釧路に住むようになってから、昭和六十二年に居宅を新築するまで、私はこの習慣を守ったが、釧路ではこのような玄関飾りは皆無で、周囲から奇異の目を向けられた。
息子二人が幼稚園に入り小学校を卒業する頃まで、暮れになると我が家で、遊び仲間の子どもたちが直径三尺近いカツラの樹の臼で餅つきをし、あん餅を自分たちで作り食べたものだった。注連飾りとともに懐かしい思い出となっている。あの時の子どもたちは四十歳近くになっているはずだ。
居宅を新築してからは、玄関飾りはオカメに取って代わられた。

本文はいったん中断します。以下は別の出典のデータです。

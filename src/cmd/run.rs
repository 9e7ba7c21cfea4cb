//! Run the requirement process: `reqflow run`.

use anyhow::{Context, Result, bail};
use console::style;
use reqflow::checkpoint::FileCheckpointStore;
use reqflow::config::{ProcessConfig, ReqflowToml};
use reqflow::orchestrator::{PhaseOrchestrator, TransitionTable};
use reqflow::review::{ConsoleReviewChannel, ReviewChannel, ScriptedReviewChannel};
use reqflow::sink::JsonArtifactSink;
use reqflow::ui::{RunUI, print_summary};
use reqflow::worker::DomainInput;
use std::path::Path;
use std::sync::Arc;
use std::time::Duration;
use tokio::sync::mpsc;
use tokio_util::sync::CancellationToken;

use super::super::{Cli, RunArgs};

/// Layer CLI flags over the file and environment settings.
pub fn resolve_config(toml: &ReqflowToml, args: &RunArgs) -> Result<ProcessConfig> {
    let mut config = ProcessConfig::from_section(&toml.process).with_env();

    if args.linear {
        config = config.with_interactive_mode(false);
    }
    if args.auto_approve {
        config = config.with_auto_approve(true);
    }
    if let Some(max) = args.max_retries {
        config = config.with_max_retry_count(max);
    }
    if let Some(secs) = args.backoff {
        let delay = Duration::try_from_secs_f64(secs)
            .with_context(|| format!("Invalid --backoff {}: expected non-negative seconds", secs))?;
        config = config.with_base_backoff_delay(delay);
    }
    if let Some(secs) = args.worker_timeout {
        config = config.with_worker_timeout(Some(Duration::from_secs(secs)));
    }

    Ok(config)
}

pub async fn cmd_run(cli: &Cli, project_dir: &Path, args: &RunArgs) -> Result<()> {
    let toml = ReqflowToml::load_or_default(project_dir)?;
    for warning in toml.validate() {
        tracing::warn!(%warning, "configuration warning");
    }

    let config = resolve_config(&toml, args)?;
    let input = DomainInput::load(&args.input)?;
    let registry = toml.build_registry();
    if registry.is_empty() {
        println!(
            "{} no workers registered; phases will complete without outputs",
            style("warning:").yellow()
        );
    }

    let review_channel: Arc<dyn ReviewChannel> = match args.answers {
        Some(ref path) => Arc::new(ScriptedReviewChannel::from_file(path)?),
        None => Arc::new(ConsoleReviewChannel),
    };

    let artifact_dir = match args.output {
        Some(ref dir) => dir.clone(),
        None => project_dir.join(&toml.output.artifact_dir),
    };
    let checkpoints = FileCheckpointStore::new(project_dir.join(&toml.output.checkpoint_file));

    let cancel = CancellationToken::new();
    let ctrl_c = {
        let cancel = cancel.clone();
        tokio::spawn(async move {
            if tokio::signal::ctrl_c().await.is_ok() {
                tracing::info!("interrupt received, stopping after the current step");
                cancel.cancel();
            }
        })
    };

    let plan_len = TransitionTable::new(config.mode())?.plan().len().saturating_sub(1);
    let (tx, rx) = mpsc::channel(64);
    let ui = RunUI::new(plan_len as u64, cli.verbose).spawn(rx);

    let orchestrator = PhaseOrchestrator::new(config, registry)?
        .with_review_channel(review_channel)
        .with_checkpoint_store(Arc::new(checkpoints))
        .with_artifact_sink(Arc::new(JsonArtifactSink::new(artifact_dir.clone())))
        .with_cancellation(cancel)
        .with_event_channel(tx);

    let result = orchestrator.run(input).await;
    let report = orchestrator.error_handler().generate_error_report(&result.state);
    let suggestions = orchestrator.error_handler().suggest_recovery_action(&result.state);
    // Closes the event channel so the UI task drains and exits.
    drop(orchestrator);
    ui.await.ok();
    ctrl_c.abort();

    print_summary(&result);

    if result.is_complete() {
        println!(
            "  {} {}",
            style("Artifact:").dim(),
            artifact_dir.display()
        );
        println!();
        return Ok(());
    }

    if result.is_failed() {
        println!();
        println!("{}", report);
        if !suggestions.is_empty() {
            println!("Suggested recovery:");
            for (key, action) in &suggestions {
                println!("  {}: {}", style(key).bold(), action);
            }
        }
        println!();
    }

    match result.failure {
        Some(err) => Err(err).context("Requirement process did not complete"),
        None => bail!(
            "Requirement process stopped at {}",
            result.state.current_phase()
        ),
    }
}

ドアにトドマツの枝と注連縄では様にならないし、柱がないので釘打ちもできない。
居間のこぢんまりとした神棚は、私がアカエゾマツの薄板を使って自作した。建築大工が作る神棚は大雑把で、指物師や建具師の仕事と比べると見劣りがするので、始めから自作と決めていた。自慢ではないが、はるか昔、指物師を目指した腕は伊達ではない。注連飾りは、鶴亀鯛松米俵小判等をあしらったゴボウジメ。オカメもゴボウジメも釧路駅前北大通りの〈さくらい生花店〉で二十八日に購入する。